Если имя Рахманинова как «короля пианистов» гремело во всём мире безраздельно на протяжении почти четверти века после революции, то Рахманинов-дирижёр умер в первый же год своего зарубежного пребывания. И в этом большая и невознаградимая утрата для мирового искусства. В начале нашего века он был кумиром музыкальной Москвы не только как композитор и пианист, но и как выдающийся оперный и симфонический дирижёр. Люди старшего поколения, жившие в Москве или наезжавшие туда, помнят его характерную, гигантского роста, чуть сутулую фигуру, сидящую за дирижёрским пультом Большого театра или стоящую во весь рост перед этим пультом в Колонном зале Дворянского собрания и в Большом зале консерватории. Почему он променял дирижёрскую палочку на фортепьянную клавиатуру целиком и без остатка — это осталось его секретом. До революции он совмещал и то и другое, притом совмещал оба этих вида исполнительского творчества с одинаковым величием и блеском своего несравненного таланта.
О зарубежной смерти Рахманинова как композитора говорить, пожалуй, нельзя. Ведь он за 20 лет пребывания за рубежом всё же что-то написал: 3-ю симфонию, вариации на тему Паганини для фортепьяно с оркестром и ещё два-три небольших опуса. Оба первых произведения хорошо известны у нас, часто исполняются, ценятся и музыкантами, и публикой. Но не будет ошибкой сказать, что в этих сочинениях не осталось и следа от прежней специфики рахманиновской патетики эпохи первых трёх концертов для фортепьяно с оркестром, сольных фортепьянных произведений и романсов. Очевидно, что для этой патетики ему не хватало за рубежом самого главного: веяния родного ветерка, полного вдоха грудью родного воздуха, картин родной Новгородской губернии и ставшей ему родной Москвы. Только повседневное ощущение родной земли и создало неповторимую красоту рахманиновской фортепьянной и вокальной музыки и принесло ему славу всероссийскую, вскоре ставшую всемирной.
Рахманинов до последней минуты остался русским, но порвать с заграничной жизнью, всецело его засосавшей, он, как и многие другие выдающиеся таланты, не смог. Он болел за несчастья, обрушивавшиеся на нашу родину в годы вражеского нашествия. С именем этой далёкой и горячо любимой родины он и сошёл в могилу незадолго до победного окончания войны.

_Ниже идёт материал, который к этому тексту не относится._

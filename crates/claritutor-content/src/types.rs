//! Typed content objects fetched from the headless CMS.
//!
//! The CMS stores metadata as a free-form map per object type. Here each
//! recognized type gets its own metadata struct with explicitly optional
//! fields, and unknown fields are ignored on decode.

use chrono::{DateTime, Utc};
use serde::{Deserialize, Serialize};

/// Recognized content object types
#[derive(Debug, Clone, Copy, PartialEq, Eq, Serialize, Deserialize)]
pub enum ContentKind {
    StudentProfiles,
    StudyMaterials,
    Notes,
    StudySessions,
    StudyProjects,
}

impl ContentKind {
    /// The type slug used by the CMS API
    #[must_use]
    pub fn api_name(self) -> &'static str {
        match self {
            Self::StudentProfiles => "student-profiles",
            Self::StudyMaterials => "study-materials",
            Self::Notes => "notes",
            Self::StudySessions => "study-sessions",
            Self::StudyProjects => "study-projects",
        }
    }

}

impl std::fmt::Display for ContentKind {
    fn fmt(&self, f: &mut std::fmt::Formatter<'_>) -> std::fmt::Result {
        write!(f, "{}", self.api_name())
    }
}

impl std::str::FromStr for ContentKind {
    type Err = String;

    fn from_str(s: &str) -> Result<Self, Self::Err> {
        match s.to_lowercase().as_str() {
            "student-profiles" | "students" => Ok(Self::StudentProfiles),
            "study-materials" | "materials" => Ok(Self::StudyMaterials),
            "notes" => Ok(Self::Notes),
            "study-sessions" | "sessions" => Ok(Self::StudySessions),
            "study-projects" | "projects" => Ok(Self::StudyProjects),
            _ => Err(format!(
                "Unknown content kind: {s}. Use: students, materials, notes, sessions, projects"
            )),
        }
    }
}

/// A dropdown-style CMS field: machine key plus display value
#[derive(Debug, Clone, Serialize, Deserialize)]
pub struct SelectValue {
    pub key: String,
    pub value: String,
}

/// Reference to another content object. The CMS returns either a full
/// embedded object or a bare id string depending on query depth.
#[derive(Debug, Clone, Serialize, Deserialize)]
#[serde(untagged)]
pub enum ObjectRef {
    Embedded {
        id: String,
        slug: String,
        title: String,
    },
    Id(String),
}

impl ObjectRef {
    /// The referenced object's id, regardless of representation
    #[must_use]
    pub fn id(&self) -> &str {
        match self {
            Self::Embedded { id, .. } => id,
            Self::Id(id) => id,
        }
    }
}

/// One entry of a study session's recorded conversation history
#[derive(Debug, Clone, Serialize, Deserialize)]
pub struct HistoryEntry {
    pub timestamp: String,
    #[serde(rename = "type")]
    pub entry_type: String,
    pub message: String,
}

/// Student profile metadata
#[derive(Debug, Clone, Default, Serialize, Deserialize)]
pub struct StudentMetadata {
    #[serde(default)]
    pub full_name: String,
    #[serde(default)]
    pub email: String,
    pub education_level: Option<SelectValue>,
    pub primary_subjects: Option<String>,
    pub learning_style: Option<SelectValue>,
    pub study_goals: Option<String>,
    pub total_study_hours: Option<f64>,
    pub documents_uploaded: Option<u32>,
    pub notes_created: Option<u32>,
    pub learning_streak_days: Option<u32>,
    pub account_type: Option<SelectValue>,
    pub join_date: Option<String>,
    pub last_active: Option<String>,
}

/// Study material metadata
#[derive(Debug, Clone, Default, Serialize, Deserialize)]
pub struct MaterialMetadata {
    #[serde(default)]
    pub document_title: String,
    pub document_type: Option<SelectValue>,
    pub subject: Option<String>,
    pub extracted_content: Option<String>,
    #[serde(default)]
    pub key_concepts: Vec<String>,
    pub source_url: Option<String>,
    pub author: Option<String>,
    pub publication_date: Option<String>,
    pub page_count: Option<u32>,
    pub difficulty_level: Option<SelectValue>,
    pub tags: Option<String>,
    pub student_owner: Option<ObjectRef>,
    pub processing_status: Option<SelectValue>,
}

/// Note metadata
#[derive(Debug, Clone, Default, Serialize, Deserialize)]
pub struct NoteMetadata {
    #[serde(default)]
    pub note_title: String,
    pub note_type: Option<SelectValue>,
    pub content: Option<String>,
    #[serde(default)]
    pub key_takeaways: Vec<String>,
    #[serde(default)]
    pub study_questions: Vec<String>,
    pub subject: Option<String>,
    pub tags: Option<String>,
    pub priority: Option<SelectValue>,
    pub ai_generated: Option<bool>,
    pub student_owner: Option<ObjectRef>,
    pub created_date: Option<String>,
    pub last_reviewed: Option<String>,
    pub review_count: Option<u32>,
}

/// Study session metadata
#[derive(Debug, Clone, Default, Serialize, Deserialize)]
pub struct SessionMetadata {
    #[serde(default)]
    pub session_title: String,
    pub session_type: Option<SelectValue>,
    #[serde(default)]
    pub conversation_history: Vec<HistoryEntry>,
    pub key_insights: Option<String>,
    pub questions_asked: Option<u32>,
    pub comprehension_score: Option<f64>,
    pub duration_minutes: Option<u32>,
    pub student: Option<ObjectRef>,
    pub session_date: Option<String>,
    pub status: Option<SelectValue>,
    pub follow_up_suggested: Option<bool>,
}

/// Study project metadata
#[derive(Debug, Clone, Default, Serialize, Deserialize)]
pub struct ProjectMetadata {
    #[serde(default)]
    pub project_name: String,
    pub project_type: Option<SelectValue>,
    pub description: Option<String>,
    #[serde(default)]
    pub learning_goals: Vec<String>,
    pub progress_percentage: Option<f64>,
    pub target_date: Option<String>,
    pub student_owner: Option<ObjectRef>,
    pub project_status: Option<SelectValue>,
    pub priority: Option<SelectValue>,
}

/// Metadata variants, one per recognized content kind
#[derive(Debug, Clone, Serialize, Deserialize)]
pub enum ContentMetadata {
    Student(StudentMetadata),
    Material(MaterialMetadata),
    Note(NoteMetadata),
    Session(SessionMetadata),
    Project(ProjectMetadata),
}

impl ContentMetadata {
    /// Decode the CMS metadata map into the typed variant for `kind`.
    /// Missing fields default; unknown fields are dropped.
    ///
    /// # Errors
    ///
    /// Returns an error if a present field has an incompatible shape
    pub fn from_value(kind: ContentKind, value: serde_json::Value) -> serde_json::Result<Self> {
        // Objects created without metadata come through as null
        let value = if value.is_null() {
            serde_json::Value::Object(serde_json::Map::new())
        } else {
            value
        };
        Ok(match kind {
            ContentKind::StudentProfiles => Self::Student(serde_json::from_value(value)?),
            ContentKind::StudyMaterials => Self::Material(serde_json::from_value(value)?),
            ContentKind::Notes => Self::Note(serde_json::from_value(value)?),
            ContentKind::StudySessions => Self::Session(serde_json::from_value(value)?),
            ContentKind::StudyProjects => Self::Project(serde_json::from_value(value)?),
        })
    }

    /// Subject field, where the kind carries one
    #[must_use]
    pub fn subject(&self) -> Option<&str> {
        match self {
            Self::Student(m) => m.primary_subjects.as_deref(),
            Self::Material(m) => m.subject.as_deref(),
            Self::Note(m) => m.subject.as_deref(),
            Self::Session(_) | Self::Project(_) => None,
        }
    }
}

/// A content object fetched from the CMS
#[derive(Debug, Clone, Serialize, Deserialize)]
pub struct ContentObject {
    pub id: String,
    pub slug: String,
    pub title: String,
    pub kind: ContentKind,
    pub created_at: DateTime<Utc>,
    pub modified_at: DateTime<Utc>,
    pub metadata: ContentMetadata,
}

#[cfg(test)]
mod tests {
    use super::*;
    use serde_json::json;

    #[test]
    fn test_kind_parse_aliases() {
        assert_eq!("materials".parse::<ContentKind>().unwrap(), ContentKind::StudyMaterials);
        assert_eq!(
            "study-materials".parse::<ContentKind>().unwrap(),
            ContentKind::StudyMaterials
        );
        assert!("homework".parse::<ContentKind>().is_err());
    }

    #[test]
    fn test_metadata_decode_with_missing_fields() {
        let metadata = ContentMetadata::from_value(
            ContentKind::Notes,
            json!({
                "note_title": "Photosynthesis",
                "subject": "Biology",
                "key_takeaways": ["Light reactions", "Calvin cycle"],
                "unknown_field": 42
            }),
        )
        .unwrap();

        match metadata {
            ContentMetadata::Note(note) => {
                assert_eq!(note.note_title, "Photosynthesis");
                assert_eq!(note.key_takeaways.len(), 2);
                assert!(note.content.is_none());
            }
            other => panic!("expected note metadata, got {other:?}"),
        }
    }

    #[test]
    fn test_object_ref_accepts_id_or_embedded() {
        let bare: ObjectRef = serde_json::from_value(json!("abc123")).unwrap();
        assert_eq!(bare.id(), "abc123");

        let embedded: ObjectRef = serde_json::from_value(json!({
            "id": "abc123",
            "slug": "ada",
            "title": "Ada"
        }))
        .unwrap();
        assert_eq!(embedded.id(), "abc123");
    }
}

Долгие годы в Париже жил другой всем хорошо известный композитор-москвич — А.Т. Гречанинов. Всероссийскую популярность создали ему главным образом камерные произведения — трио для фортепьяно, скрипки и виолончели, романсы, многие из которых получили мировое распространение, а также знаменитая литургия, отдельные номера которой звучат на концертных эстрадах всего мира. Наоборот, его симфонии и обе оперы («Добрыня Никитич» и «Сестра Беатриса») не получили сколько-нибудь большого распространения ни у себя на родине, ни за рубежом.
Жил Гречанинов в 15-м городском округе, в самой гуще «русского Парижа», более чем скромно. Мне пришлось с ним встретиться, когда ему было уже 80 лет. Но и в этом солидном возрасте он поражал своей бодростью, энергией, совсем не старческой фигурой. Творил он сравнительно мало: в середине 30-х годов он создал 2-е трио для фортепьяно, скрипки и виолончели, премированное на конкурсе, организованном на средства, оставленные в своё время известным петербургским меценатом и основателем лейпцигского нотного издательства Беляевым. В последние годы своего пребывания в Париже он уделял много внимания музыкальному творчеству для детей. Если я не ошибаюсь, приблизительно в те же годы или немного раньше он создал 5-ю симфонию, исполнявшуюся в Америке под управлением Кусевицкого.
Материальное положение Гречанинова, надо полагать, было незавидным. В 30-х годах читателям «Возрождения» и «Последних новостей» неоднократно попадались в отделе объявлений такие строки, помещенные ищущим заработка большим музыкантом:
Композитор А.Т. ГРЕЧАНИНОВ
Уроки фортепьянной игры. Сольфеджио. Аккомпанемент.
Прохождение оперных партий.
Адрес (такой-то). Часы приёма (такие-то).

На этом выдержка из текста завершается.